Written words aren't all pretty
There's a lot to be said for the written word, but kids are saying more with computer keyboard strokes these days rather than the loops and curves of cursive writing.
Handwriting experts fear the popularity of e-mail and other electronic communication could erase cursive writing within decades.
In many classrooms across the nation, students are moving away from cursive.
Still, good penmanship isn't lost on everyone.
Nabeel Khaliq, an 11-year-old from Ontario, Canada, took first place in his age category in the 2002 World Handwriting Contest sponsored by the Albany, N.Y.-based Handwriting for Humanity Club.

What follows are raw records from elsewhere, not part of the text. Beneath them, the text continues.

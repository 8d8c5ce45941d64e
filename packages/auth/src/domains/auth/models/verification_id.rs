//! Dummy verification ids embed the phone number so verification can recover
//! it without a side table: `dummy-verification-<phone>`.

use crate::common::AuthError;

pub const VERIFICATION_ID_PREFIX: &str = "dummy-verification-";

pub fn encode(phone_number: &str) -> String {
    format!("{}{}", VERIFICATION_ID_PREFIX, phone_number)
}

/// Recover the phone number from an id produced by [`encode`].
///
/// Everything after the prefix is the phone number, so numbers containing
/// `-` survive the round trip.
pub fn extract_phone(verification_id: &str) -> Result<&str, AuthError> {
    match verification_id.strip_prefix(VERIFICATION_ID_PREFIX) {
        Some(phone) if !phone.is_empty() => Ok(phone),
        _ => Err(AuthError::MalformedVerificationId(
            verification_id.to_string(),
        )),
    }
}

"I write all of my rough drafts by hand," he told reporters recently.
But the National Telecommunications and Information Administration says 90 percent of Americans between the ages of 5 and 17 use computers.

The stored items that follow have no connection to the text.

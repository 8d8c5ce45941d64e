// Trait definitions for dependency injection
//
// Naming convention: Base* for trait names (e.g., BaseAuthProvider)

use anyhow::Result;
use async_trait::async_trait;

use crate::common::AuthError;
use crate::domains::auth::models::{Challenge, UserRecord};
use crate::kernel::session_state::{AuthListener, Subscription};

// =============================================================================
// Auth Provider Trait (phone OTP identity provider)
// =============================================================================

/// Capability set shared by the simulated and the real phone-auth provider.
///
/// Call sites hold an `Arc<dyn BaseAuthProvider>` chosen once at startup.
#[async_trait]
pub trait BaseAuthProvider: Send + Sync {
    /// Request a verification code for `phone_number`
    async fn issue_challenge(&self, phone_number: &str) -> Result<Challenge, AuthError>;

    /// Complete a challenge; on success the user becomes current
    async fn verify_challenge(
        &self,
        verification_id: &str,
        code: &str,
    ) -> Result<UserRecord, AuthError>;

    fn current_user(&self) -> Option<UserRecord>;

    async fn sign_out(&self) -> Result<(), AuthError>;

    /// Observe session changes until the returned handle is unsubscribed
    fn subscribe(&self, listener: AuthListener) -> Subscription;

    /// True for the in-memory development provider
    fn is_dummy(&self) -> bool {
        false
    }
}

// =============================================================================
// Twilio Service Trait (Infrastructure - SMS/OTP)
// =============================================================================

/// Answer to a code check.
#[derive(Debug, Clone, Copy, PartialEq, Eq)]
pub enum OtpCheck {
    Approved,
    /// Wrong code; the verification is still open.
    Rejected,
    /// The verification is gone: expired, consumed, or out of attempts.
    Expired,
}

#[async_trait]
pub trait BaseTwilioService: Send + Sync {
    /// Send OTP code via SMS to phone number, returning the verification SID
    async fn send_otp(&self, phone_number: &str) -> Result<String>;

    /// Verify OTP code for phone number
    async fn verify_otp(&self, phone_number: &str, code: &str) -> Result<OtpCheck>;
}
//! Show which auth provider would be used and why

use console::style;

use auth_core::AuthPreferences;

use crate::context::AppContext;

pub fn show_status(ctx: &AppContext) {
    ctx.print_header("Auth Status");
    println!();

    let provider = if ctx.config.use_dummy_auth {
        style("dummy").yellow()
    } else {
        style("twilio").green()
    };
    println!("  Provider: {}", provider);

    match ctx.config.preferences_path.as_deref() {
        Some(path) => {
            let prefs = AuthPreferences::load_from(path);
            let stored = match prefs.use_dummy_auth {
                Some(true) => "on",
                Some(false) => "off",
                None => "not set",
            };
            println!("  Stored preference: {}", style(stored).cyan());
            println!("  Preferences file: {}", path.display());
        }
        None => println!("  Preferences file: {}", style("unavailable").red()),
    }

    let app_env = std::env::var("APP_ENV").unwrap_or_else(|_| "(unset)".to_string());
    println!("  APP_ENV: {}", style(app_env).cyan());

    let twilio = if ctx.config.twilio.is_some() {
        style("configured").green()
    } else {
        style("not configured").dim()
    };
    println!("  Twilio: {}", twilio);
}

Michael Sull, a 54-year-old Kansas artist says today's third graders haven't developed proper handwriting skills.
The former president of the International Association of Master Penmen says keyboards, joysticks and cell phone touch pads have ruined kids' ability to hold a pencil properly or even write legibly.
But before we turn this into a horror story, let's remember that poor penmanship isn't new.

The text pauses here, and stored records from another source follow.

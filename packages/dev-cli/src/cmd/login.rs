//! Interactive phone login against the configured provider

use anyhow::Result;
use console::style;
use dialoguer::Input;
use tracing::{debug, info};

use auth_core::domains::auth::{LoginFlow, LoginStep, DUMMY_OTP};
use auth_core::kernel::listener;

use crate::context::AppContext;

/// Drive the login flow until the user is signed in.
///
/// `phone` and `code` pre-fill the first prompt of each step.
pub async fn run_login(ctx: &AppContext, phone: Option<String>, code: Option<String>) -> Result<()> {
    let provider = ctx.provider()?;
    let _subscription = provider.subscribe(listener(|user| {
        match user {
            Some(user) => info!(uid = %user.uid, "auth state: signed in"),
            None => debug!("auth state: signed out"),
        }
        Ok(())
    }));

    ctx.print_header("Phone login");
    if provider.is_dummy() {
        ctx.print_warning(&format!("Dummy auth is active. Use OTP {}", DUMMY_OTP));
    }

    let mut flow = LoginFlow::new(provider);
    let mut phone = phone;
    let mut code = code;

    loop {
        match flow.step().clone() {
            LoginStep::EnterPhone => {
                let input = match phone.take() {
                    Some(phone) => phone,
                    None => Input::<String>::with_theme(&ctx.theme())
                        .with_prompt("Phone number (e.g., 9876543210)")
                        .interact_text()?,
                };
                match flow.submit_phone(&input).await {
                    Ok(challenge) => {
                        ctx.print_info(&format!("OTP sent to {}", challenge.phone_number))
                    }
                    Err(e) => ctx.print_warning(e.user_message()),
                }
            }
            LoginStep::EnterCode { .. } => {
                let input = match code.take() {
                    Some(code) => code,
                    None => Input::<String>::with_theme(&ctx.theme())
                        .with_prompt("OTP (leave blank to change number)")
                        .allow_empty(true)
                        .interact_text()?,
                };
                if input.trim().is_empty() {
                    flow.try_again();
                    continue;
                }
                if let Err(e) = flow.submit_code(&input).await {
                    ctx.print_warning(e.user_message());
                }
            }
            LoginStep::SignedIn { user } => {
                ctx.print_success(&format!(
                    "Signed in as {} ({})",
                    user.display_name, user.phone_number
                ));
                if !ctx.quiet {
                    println!("  uid: {}", style(&user.uid).cyan());
                }
                if ctx.confirm("Sign out now?", false)? {
                    flow.sign_out().await?;
                    ctx.print_info("Signed out");
                }
                return Ok(());
            }
        }
    }
}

We all have relatives whose Christmas letters resembled Sanskrit and required major deciphering around the supper table.
I've had bad penmanship all my life except maybe when I was printing big letters in kindergarten.
My cursive writing resembles chicken scratches.
My reporter's notebooks are full of notes that only I can read. "How can you read that?" people will say when they observe me hurriedly jotting down their remarks for posterity.
I just smile and tell them that I never learned shorthand.
Poor penmanship can be a plus on essay tests. Bad handwriting can go a long way toward covering up the fact that you don't have a clue how to answer those questions.
Doctors have made an art of poor penmanship. No self-respecting doctor ever wants a patient to be able to read the prescription. That's why there are pharmacists, highly trained individuals who have studied poor penmanship and learned how to tell one badly written dosage from another.
I might have had a career in medicine except that I learned how to type. That allowed me to pursue a journalism career.
And thanks to America's love of computers, there's no need to suffer through another misunderstood communication between the office manager and the factory supervisory.
When it comes to the hand written word, some people's writing is worse than others.
Becca, my fifth grader, constantly chastises me for my poor penmanship. Even my wife has trouble telling if she's reading a grocery list or a love letter.
Of course, everyone in my family has better handwriting than I do. Even our dog, Cassie, probably has better scribble skills.
Doom-and-gloom types bemoan the loss of good penmanship. But they shouldn't worry.
Most of us don't live in a neatly lined world. Our letters get a little rough around the edges.
That's life, however it is scribbled down.
Mark Bliss is a staff writer for the Southeast Missourian.